Em todas as organizações trabalhistas há tensões constantes e, em alguns casos, em termos de exterioridade e que têm a ver com dois tipos de ameaças: 1) socioeconômica: crises políticas, econômicas e sociais, e 2) da natureza: desastres pandêmicos, epidemias e clima.

As pressões exógenas, como a atual pandemia de coronavírus (COVID-19), produzem fragilidade nas relações horizontais entre trabalhadores dentro de entidades trabalhistas e uma forte pressão vertical de domínio do trabalho em relação ao trabalhador. A tensão atual entre trabalhadores é causada pela incerteza sobre o emprego que toda crise sanitária traz.

É muito difícil para os funcionários gerenciar incertezas sobre seu futuro em uma situação em que os corpos de cada um e de todos os demais estão em jogo. Além disso, gerenciar os riscos do fato certo do desemprego que bate à porta de cada um torna suas vidas ainda mais vulneráveis.

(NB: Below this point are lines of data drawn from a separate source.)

pub use crate::circuit_breaker::{CircuitBreakerState, CircuitState};
pub use crate::collaborators::{BrandMetadataReader, QueryMetadata, QueryMetadataReader, Scorer};
pub use crate::collector_config::{CollectorConfig, ProviderSpec};
pub use crate::collector_result::{CollectorResult, CollectorResultStatus};
pub use crate::error::{CollectorError, ErrorKind, ErrorSeverity, StoreError};
pub use crate::execution::{Attempt, Execution, ExecutionStatus, StatusTransition};
pub use crate::ids::{BrandId, CollectorResultId, CustomerId, ExecutionId, QueryId};
pub use crate::request::Request;
pub use crate::store::{CollectorResultPatch, CollectorStore, ExecutionPatch};
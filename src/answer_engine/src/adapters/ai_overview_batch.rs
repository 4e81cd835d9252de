use super::{AdapterOutcome, AdapterRequest, NormalizedAnswer, ProviderAdapter};
use crate::normalizer;
use answer_types::error::{CollectorError, ErrorKind};
use async_trait::async_trait;
use serde_json::{Value, json};
use std::time::Duration;

/// Batch SERP cadence per `SPEC_FULL.md` §5: 30 s between polls, up to 30
/// attempts (15 min wall-clock), distinct from the chat-scraper default of
/// 10 s / 60 attempts.
const POLL_INTERVAL: Duration = Duration::from_secs(30);
const POLL_MAX_ATTEMPTS: u32 = 30;

/// Batch SERP backend: a single trigger call submits an array of prompts and
/// returns one snapshot id covering the whole batch; each item in the
/// finished snapshot is addressed by its input index. This adapter always
/// submits a batch of one, since the orchestrator calls adapters per
/// (request, collector) pair; true multi-prompt batching is left to a
/// caller that groups requests before invoking this adapter directly.
pub struct AiOverviewBatchAdapter {
    pub name: String,
    pub trigger_url: String,
    pub snapshot_url_template: String,
    pub api_key: Option<String>,
    pub client: reqwest::Client,
}

#[async_trait]
impl ProviderAdapter for AiOverviewBatchAdapter {
    fn name(&self) -> &str {
        &self.name
    }

    fn is_async(&self) -> bool {
        true
    }

    fn poll_interval(&self) -> Option<Duration> {
        Some(POLL_INTERVAL)
    }

    fn poll_max_attempts(&self) -> Option<u32> {
        Some(POLL_MAX_ATTEMPTS)
    }

    async fn health_check(&self) -> Result<(), CollectorError> {
        let resp = self.client.head(&self.trigger_url).send().await.map_err(CollectorError::from)?;
        if resp.status().is_server_error() {
            return Err(CollectorError::new(
                ErrorKind::Transport,
                format!("{} base endpoint returned {}", self.name, resp.status()),
            ));
        }
        Ok(())
    }

    async fn call(&self, req: &AdapterRequest) -> Result<AdapterOutcome, CollectorError> {
        let Some(api_key) = &self.api_key else {
            return Err(CollectorError::new(
                ErrorKind::ConfigurationMissing,
                format!("{}: missing API credential", self.name),
            ));
        };

        let body = json!([{ "prompt": req.prompt, "country": req.country }]);
        let resp = self
            .client
            .post(&self.trigger_url)
            .bearer_auth(api_key)
            .json(&body)
            .send()
            .await
            .map_err(CollectorError::from)?;

        if !resp.status().is_success() {
            return Err(CollectorError::new(ErrorKind::Transport, "batch trigger failed"));
        }

        let parsed: Value = resp.json().await.map_err(CollectorError::from)?;
        let snapshot_id = parsed
            .get("snapshot_id")
            .and_then(Value::as_str)
            .ok_or_else(|| CollectorError::new(ErrorKind::ParseError, "no snapshot id in trigger response"))?
            .to_string();

        Ok(AdapterOutcome::AsyncSubmitted { snapshot_id, raw: parsed })
    }

    async fn poll_snapshot(&self, snapshot_id: &str) -> Result<Option<NormalizedAnswer>, CollectorError> {
        let url = self.snapshot_url_template.replace("{snapshot_id}", snapshot_id);
        let resp = self
            .client
            .get(url)
            .bearer_auth(self.api_key.as_deref().unwrap_or_default())
            .send()
            .await
            .map_err(CollectorError::from)?;

        if resp.status() == reqwest::StatusCode::ACCEPTED {
            return Ok(None);
        }
        let parsed: Value = match resp.json().await {
            Ok(v) => v,
            Err(_) => return Ok(None),
        };

        let item = parsed.get(0).cloned().unwrap_or(parsed.clone());
        let answer = normalizer::extract_answer(&item);
        if answer.is_empty() {
            return Ok(None);
        }
        Ok(Some(NormalizedAnswer {
            answer,
            citations: normalizer::extract_urls(&item),
            urls: normalizer::extract_urls(&item),
            model_used: normalizer::extract_model(&item),
            metadata: item,
        }))
    }
}
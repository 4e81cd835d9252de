//! Provider adapters: one per backend, translating a normalized request into
//! a backend-specific HTTP call and the response back into a normalized
//! answer. Modeled on the host's `Provider` enum-dispatch
//! (`clients/ai_provider/provider.rs`) and the strategy-per-backend idiom
//! seen in the wider retrieved pack's multi-provider orchestrators.

pub mod ai_overview_batch;
pub mod chat_scraper_async;
pub mod chat_scraper_sync;
pub mod direct_llm;
pub mod mock;
pub mod search_serp;

use answer_types::error::{CollectorError, ErrorKind};
use async_trait::async_trait;
use serde_json::Value;
use std::collections::HashMap;
use std::sync::Arc;
use std::time::Duration;

#[derive(Debug, Clone)]
pub struct AdapterRequest {
    pub prompt: String,
    pub brand: Option<String>,
    pub locale: Option<String>,
    pub country: Option<String>,
    pub collector_type: String,
}

#[derive(Debug, Clone)]
pub struct NormalizedAnswer {
    pub answer: String,
    pub citations: Vec<String>,
    pub urls: Vec<String>,
    pub model_used: Option<String>,
    pub metadata: Value,
}

#[derive(Debug, Clone)]
pub enum AdapterOutcome {
    Sync(NormalizedAnswer),
    AsyncSubmitted { snapshot_id: String, raw: Value },
}

#[async_trait]
pub trait ProviderAdapter: Send + Sync {
    fn name(&self) -> &str;
    fn is_async(&self) -> bool;
    async fn call(&self, req: &AdapterRequest) -> Result<AdapterOutcome, CollectorError>;
    /// Poll a previously-submitted snapshot. Only meaningful when
    /// `is_async()` is true; `executor.rs` only calls this after an adapter
    /// itself returns `AdapterOutcome::AsyncSubmitted`, so the default below
    /// is unreachable for the shipped adapters. It returns an error rather
    /// than panicking so a misconfigured future sync adapter fails the
    /// request instead of taking the process down.
    async fn poll_snapshot(&self, _snapshot_id: &str) -> Result<Option<NormalizedAnswer>, CollectorError> {
        Err(CollectorError::new(
            ErrorKind::InvalidInput,
            format!("{} does not implement poll_snapshot but was asked to poll a snapshot", self.name()),
        ))
    }

    /// Background poll cadence override for this adapter. `None` (the
    /// default for every adapter except `AiOverviewBatchAdapter`) means
    /// the poller falls back to the global `snapshot_poll_interval`/
    /// `snapshot_poll_max_attempts` config knobs.
    fn poll_interval(&self) -> Option<Duration> {
        None
    }

    fn poll_max_attempts(&self) -> Option<u32> {
        None
    }

    /// Lightweight liveness probe used by `health.rs`. Distinct from
    /// `call`/`poll_snapshot`: it never submits real work, only checks that
    /// the provider's base endpoint is reachable. Defaults to a no-op
    /// success for adapters with no cheap endpoint to probe (per
    /// `SPEC_FULL.md` §4.8).
    async fn health_check(&self) -> Result<(), CollectorError> {
        Ok(())
    }
}

/// Built once at startup from `Config`, shared via `Arc` the same way the
/// host shares its single `openai_client`.
pub struct ProviderRegistry {
    adapters: HashMap<String, Arc<dyn ProviderAdapter>>,
}

impl ProviderRegistry {
    pub fn new() -> Self {
        ProviderRegistry {
            adapters: HashMap::new(),
        }
    }

    pub fn register(&mut self, adapter: Arc<dyn ProviderAdapter>) {
        self.adapters.insert(adapter.name().to_string(), adapter);
    }

    pub fn get(&self, name: &str) -> Option<Arc<dyn ProviderAdapter>> {
        self.adapters.get(name).cloned()
    }
}

impl Default for ProviderRegistry {
    fn default() -> Self {
        Self::new()
    }
}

O desemprego produzido pela atual crise do COVID-19 poderia fazer com que os processos de “impotencialização” individual proliferassem, expandissem e se desenvolvessem geometricamente.

A situação que o trabalhador tem que conjugar agora, em circunstâncias de pandemia, é muito complexa. Pois, além da insegurança em saúde, a insegurança econômica é adicionada. É demais para um único corpo.

A violência de mercado no trabalho se caracteriza pela demissão do funcionário, gerando uma competição selvagem entre colegas, também por consequências predatórias, submissão, ameaças, intimidação as relações desumanizadoras e, por si só, como já sabemos, a perda factual das históricas conquistas trabalhistas. Por exemplo, a redução do salário, ainda que na folha de pagamento figure a cobrança de um valor superior ao que realmente se recebe. Ou o fato de fazer o funcionário trabalhar horas que nunca serão pagas. Isso é pior que a escravidão.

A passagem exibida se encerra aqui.